▶ **What you need to do**
Work out how many lines in the records contain the word "InterfaceAddress", and give that number alone.

▶ **Stored data**
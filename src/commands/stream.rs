use crate::reconnect::ReconnectState;
use crate::session::CameraSession;
use crate::types::{LinkStatus, StreamState, TransportProfile};
use serde::{Deserialize, Serialize};

/// Snapshot of a session for display
#[derive(Debug, Clone, PartialEq, Serialize, Deserialize)]
pub struct StreamStatusInfo {
    pub session_id: String,
    pub status: LinkStatus,
    pub stream_state: StreamState,
    pub reconnect_state: ReconnectState,
    pub base_url: String,
    pub profile: TransportProfile,
}

/// Start (or restart) the live stream
pub async fn request_stream(session: &CameraSession) -> Result<String, String> {
    match session.stream().start_stream_detailed().await {
        Ok(()) => Ok(session.config().camera.stream_url.clone()),
        Err(e) => {
            log::error!("request_stream failed: {}", e);
            Err(format!("Failed to start stream: {}", e))
        }
    }
}

/// Stop the live stream
pub async fn stop_stream(session: &CameraSession) -> Result<String, String> {
    match session.stream().stop_stream_detailed().await {
        Ok(()) => Ok("Stream stopped".to_string()),
        Err(e) => {
            log::error!("stop_stream failed: {}", e);
            Err(format!("Failed to stop stream: {}", e))
        }
    }
}

pub fn get_stream_status(session: &CameraSession) -> StreamStatusInfo {
    let endpoint = session.endpoint();
    StreamStatusInfo {
        session_id: session.id().to_string(),
        status: session.status(),
        stream_state: session.stream_state(),
        reconnect_state: session.supervisor().state(),
        base_url: endpoint.base_url().to_string(),
        profile: endpoint.profile(),
    }
}
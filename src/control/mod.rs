//! Camera HTTP control protocol

pub mod client;
pub mod command;

pub use client::CameraControlClient;
pub use command::{wired_mode_params, CameraCommand, Params};

use crate::errors::ControlFailure;
use crate::types::CameraEndpoint;
use async_trait::async_trait;
use bytes::Bytes;
use std::sync::Arc;
use tokio::task::JoinHandle;
use tokio_util::sync::CancellationToken;

/// Body of a successful control response
pub type ResponseBody = Bytes;

pub type CallResult = Result<ResponseBody, ControlFailure>;

/// Anything that can issue control commands to a camera.
///
/// Success means HTTP 2xx with a non-empty body; every other outcome is a
/// [`ControlFailure`]. Implementations never panic or leak transport errors.
#[async_trait]
pub trait CameraControl: Send + Sync {
    fn endpoint(&self) -> &CameraEndpoint;

    async fn call(&self, command: CameraCommand, params: &Params) -> CallResult;
}

/// Issue `command` on a worker task and hand the outcome to `on_complete`.
///
/// Cancelling `cancel` drops the in-flight request; `on_complete` then sees
/// [`ControlFailure::Cancelled`].
pub fn spawn_call<F>(
    control: Arc<dyn CameraControl>,
    command: CameraCommand,
    params: Params,
    cancel: CancellationToken,
    on_complete: F,
) -> JoinHandle<()>
where
    F: FnOnce(CallResult) + Send + 'static,
{
    tokio::spawn(async move {
        let result = tokio::select! {
            _ = cancel.cancelled() => Err(ControlFailure::Cancelled),
            result = control.call(command, &params) => result,
        };
        on_complete(result);
    })
}

/// Fire-and-forget variant of [`spawn_call`] that only logs the outcome
pub fn fire_and_forget(
    control: Arc<dyn CameraControl>,
    command: CameraCommand,
    cancel: CancellationToken,
) -> JoinHandle<()> {
    spawn_call(control, command, Params::new(), cancel, move |result| match result {
        Ok(_) => log::info!("{} succeeded", command),
        Err(e) => log::warn!("{} failed: {}", command, e),
    })
}

/// Toggle wired USB control off and then on.
///
/// The second call is issued only after the first completes, whatever its
/// outcome; the camera tolerates a redundant "off". Returns the outcome of the
/// "on" call.
pub async fn negotiate_wired_mode(control: &dyn CameraControl) -> CallResult {
    log::info!("Negotiating wired mode on {}", control.endpoint());

    match control
        .call(CameraCommand::WiredUsbControl, &wired_mode_params(false))
        .await
    {
        Ok(_) => log::info!("Wired mode disabled"),
        Err(e) => log::warn!("Disabling wired mode failed: {}", e),
    }

    let result = control
        .call(CameraCommand::WiredUsbControl, &wired_mode_params(true))
        .await;
    match &result {
        Ok(_) => log::info!("Wired mode enabled"),
        Err(e) => log::warn!("Enabling wired mode failed: {}", e),
    }
    result
}
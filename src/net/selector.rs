use crate::errors::TetherError;
use crate::types::NetworkInterfaceDescriptor;

/// Pick the interface that reaches `target`.
///
/// Interfaces and their addresses are scanned in the order given; the first
/// interface holding an address whose host text contains `target` wins.
/// Returns `None` when nothing matches; callers decide whether to retry.
pub fn select<'a>(
    target: &str,
    interfaces: &'a [NetworkInterfaceDescriptor],
) -> Option<&'a NetworkInterfaceDescriptor> {
    let selected = interfaces
        .iter()
        .find(|iface| iface.address_matching(target).is_some());

    match selected {
        Some(iface) => log::debug!("Interface {} reaches {}", iface.id, target),
        None => log::debug!(
            "None of {} interfaces reaches {}",
            interfaces.len(),
            target
        ),
    }

    selected
}

/// [`select`], reporting a miss as [`TetherError::InterfaceNotFound`]
pub fn require<'a>(
    target: &str,
    interfaces: &'a [NetworkInterfaceDescriptor],
) -> Result<&'a NetworkInterfaceDescriptor, TetherError> {
    select(target, interfaces).ok_or_else(|| TetherError::InterfaceNotFound(target.to_string()))
}
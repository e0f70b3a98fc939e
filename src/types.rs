//! Core value types shared across the crate

use crate::config::{ReconnectConfig, TetherConfig};
use crate::errors::TetherError;
use serde::{Deserialize, Serialize};
use std::fmt;
use std::net::IpAddr;
use std::time::Duration;

/// USB vendor id assigned to GoPro
pub const GOPRO_USB_VENDOR_ID: u16 = 0x2672;

/// Which path the camera is reached over
#[derive(Debug, Clone, Copy, PartialEq, Eq, Serialize, Deserialize)]
pub enum TransportProfile {
    /// Camera is its own Wi-Fi access point
    AccessPoint,
    /// USB-tethered Ethernet, pinned to one local interface
    WiredInterface,
}

/// Where control commands are sent.
///
/// Never mutated; a new endpoint replaces the old one when the path changes.
#[derive(Debug, Clone, PartialEq, Eq, Serialize, Deserialize)]
pub struct CameraEndpoint {
    base_url: String,
    profile: TransportProfile,
}

impl CameraEndpoint {
    pub fn new(base_url: impl Into<String>, profile: TransportProfile) -> Self {
        Self {
            base_url: base_url.into(),
            profile,
        }
    }

    pub fn access_point(config: &TetherConfig) -> Self {
        Self::new(config.camera.ap_base_url.clone(), TransportProfile::AccessPoint)
    }

    pub fn base_url(&self) -> &str {
        &self.base_url
    }

    pub fn profile(&self) -> TransportProfile {
        self.profile
    }
}

impl fmt::Display for CameraEndpoint {
    fn fmt(&self, f: &mut fmt::Formatter<'_>) -> fmt::Result {
        write!(f, "{} ({:?})", self.base_url, self.profile)
    }
}

/// Identity of an attached camera, used only to derive its wired address.
///
/// Serialized as the bare serial string; deserializing goes through
/// [`CameraIdentity::new`] so short serials are rejected there too.
#[derive(Debug, Clone, PartialEq, Eq, Serialize, Deserialize)]
#[serde(try_from = "String", into = "String")]
pub struct CameraIdentity {
    serial_number: String,
}

impl CameraIdentity {
    pub fn new(serial_number: impl Into<String>) -> Result<Self, TetherError> {
        let serial_number = serial_number.into();
        if serial_number.chars().count() < 3 {
            return Err(TetherError::InvalidSerial(format!(
                "'{}' has fewer than 3 characters",
                serial_number
            )));
        }
        Ok(Self { serial_number })
    }

    pub fn serial_number(&self) -> &str {
        &self.serial_number
    }

    /// Fill the `X`, `Y`, `Z` positions of `template` with the serial's last three characters
    pub fn substitute(&self, template: &str) -> String {
        let tail: Vec<char> = self.serial_number.chars().rev().take(3).collect();
        let position =
            |from_end: usize, marker: char| tail.get(from_end).copied().unwrap_or(marker);
        let (x, y, z) = (position(2, 'X'), position(1, 'Y'), position(0, 'Z'));
        template
            .chars()
            .map(|c| match c {
                'X' => x,
                'Y' => y,
                'Z' => z,
                other => other,
            })
            .collect()
    }

    /// Address fragment the host side of the wired link carries
    pub fn wired_address(&self, config: &TetherConfig) -> String {
        self.substitute(&config.camera.wired_address_template)
    }

    pub fn wired_endpoint(&self, config: &TetherConfig) -> CameraEndpoint {
        CameraEndpoint::new(
            self.substitute(&config.camera.wired_base_url_template),
            TransportProfile::WiredInterface,
        )
    }
}

impl TryFrom<String> for CameraIdentity {
    type Error = TetherError;

    fn try_from(serial_number: String) -> Result<Self, Self::Error> {
        Self::new(serial_number)
    }
}

impl From<CameraIdentity> for String {
    fn from(identity: CameraIdentity) -> Self {
        identity.serial_number
    }
}

/// One address bound to a local interface
#[derive(Debug, Clone, PartialEq, Eq, Serialize, Deserialize)]
pub struct InterfaceAddress {
    pub ip: IpAddr,
    pub prefix_len: Option<u8>,
}

impl InterfaceAddress {
    pub fn new(ip: IpAddr) -> Self {
        Self {
            ip,
            prefix_len: None,
        }
    }

    /// Textual host value, without any prefix length
    pub fn host(&self) -> String {
        self.ip.to_string()
    }
}

/// Read-only snapshot of a local network interface
#[derive(Debug, Clone, PartialEq, Eq, Serialize, Deserialize)]
pub struct NetworkInterfaceDescriptor {
    pub id: String,
    pub addresses: Vec<InterfaceAddress>,
    pub is_up: bool,
}

impl NetworkInterfaceDescriptor {
    pub fn new(id: impl Into<String>, addresses: Vec<IpAddr>) -> Self {
        Self {
            id: id.into(),
            addresses: addresses.into_iter().map(InterfaceAddress::new).collect(),
            is_up: true,
        }
    }

    /// First address whose host text contains `fragment`
    pub fn address_matching(&self, fragment: &str) -> Option<&InterfaceAddress> {
        self.addresses.iter().find(|a| a.host().contains(fragment))
    }
}

/// Stream lifecycle of one camera session
#[derive(Debug, Clone, Copy, PartialEq, Eq, Default, Serialize, Deserialize)]
pub enum StreamState {
    #[default]
    Idle,
    Stopping,
    Starting,
    Streaming,
}

impl fmt::Display for StreamState {
    fn fmt(&self, f: &mut fmt::Formatter<'_>) -> fmt::Result {
        match self {
            StreamState::Idle => write!(f, "idle"),
            StreamState::Stopping => write!(f, "stopping"),
            StreamState::Starting => write!(f, "starting"),
            StreamState::Streaming => write!(f, "streaming"),
        }
    }
}

/// Bounded retry with fixed backoff
#[derive(Debug, Clone, Copy, PartialEq, Eq)]
pub struct RetryBudget {
    pub max_attempts: u32,
    pub interval: Duration,
}

impl Default for RetryBudget {
    fn default() -> Self {
        Self {
            max_attempts: 5,
            interval: Duration::from_secs(3),
        }
    }
}

impl From<&ReconnectConfig> for RetryBudget {
    fn from(config: &ReconnectConfig) -> Self {
        Self {
            max_attempts: config.max_attempts,
            interval: config.interval(),
        }
    }
}

/// Raw USB device as reported by the platform
#[derive(Debug, Clone, PartialEq, Eq, Serialize, Deserialize)]
pub struct UsbDeviceInfo {
    pub id: String,
    pub vendor_id: Option<u16>,
    pub manufacturer: Option<String>,
    pub serial_number: Option<String>,
}

#[derive(Debug, Clone, PartialEq, Eq, Serialize, Deserialize)]
pub enum DeviceVendor {
    GoPro,
    Other(String),
}

#[derive(Debug, Clone, Copy, PartialEq, Eq, Default, Serialize, Deserialize)]
pub struct DeviceCapabilities {
    /// Camera accepts HTTP control over USB-tethered Ethernet
    pub wired_control: bool,
}

/// Device classified once at attach time
#[derive(Debug, Clone, PartialEq, Eq, Serialize, Deserialize)]
pub struct DeviceDescriptor {
    pub id: String,
    pub vendor: DeviceVendor,
    pub serial_number: Option<String>,
    pub capabilities: DeviceCapabilities,
    pub attached_at: chrono::DateTime<chrono::Utc>,
}

impl DeviceDescriptor {
    pub fn classify(info: &UsbDeviceInfo) -> Self {
        let is_gopro = info.vendor_id == Some(GOPRO_USB_VENDOR_ID)
            || info
                .manufacturer
                .as_deref()
                .is_some_and(|m| m.trim().eq_ignore_ascii_case("gopro"));

        let vendor = if is_gopro {
            DeviceVendor::GoPro
        } else {
            DeviceVendor::Other(info.manufacturer.clone().unwrap_or_default())
        };

        Self {
            id: info.id.clone(),
            vendor,
            serial_number: info.serial_number.clone(),
            capabilities: DeviceCapabilities {
                wired_control: is_gopro,
            },
            attached_at: chrono::Utc::now(),
        }
    }

    /// Identity for wired control, if this device supports it and reports a usable serial
    pub fn identity(&self) -> Option<CameraIdentity> {
        if !self.capabilities.wired_control {
            return None;
        }
        let serial = self.serial_number.as_deref()?;
        match CameraIdentity::new(serial) {
            Ok(identity) => Some(identity),
            Err(e) => {
                log::warn!("Device {} ignored: {}", self.id, e);
                None
            }
        }
    }
}

/// Coarse status for a consumer rendering the stream
#[derive(Debug, Clone, Copy, PartialEq, Eq, Serialize, Deserialize)]
pub enum LinkStatus {
    Idle,
    Connecting,
    Streaming,
}
use crate::errors::TetherError;
use crate::platform::NetworkFacade;
use crate::types::{InterfaceAddress, NetworkInterfaceDescriptor};

/// Interface enumeration backed by the OS address table
#[derive(Debug, Clone, Copy, Default)]
pub struct SystemNetwork;

impl SystemNetwork {
    pub fn new() -> Self {
        Self
    }
}

impl NetworkFacade for SystemNetwork {
    fn list_interfaces(&self) -> Result<Vec<NetworkInterfaceDescriptor>, TetherError> {
        let entries = local_ip_address::list_afinet_netifas()
            .map_err(|e| TetherError::Platform(format!("Failed to list interfaces: {}", e)))?;

        Ok(group_by_interface(entries))
    }
}

/// Collapse `(name, ip)` pairs into one descriptor per interface, keeping the
/// order in which interfaces were first reported.
pub(crate) fn group_by_interface(
    entries: Vec<(String, std::net::IpAddr)>,
) -> Vec<NetworkInterfaceDescriptor> {
    let mut interfaces: Vec<NetworkInterfaceDescriptor> = Vec::new();

    for (name, ip) in entries {
        match interfaces.iter_mut().find(|i| i.id == name) {
            Some(iface) => iface.addresses.push(InterfaceAddress::new(ip)),
            None => interfaces.push(NetworkInterfaceDescriptor::new(name, vec![ip])),
        }
    }

    log::debug!("Enumerated {} interfaces", interfaces.len());
    interfaces
}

▶ **Result of this exercise**
7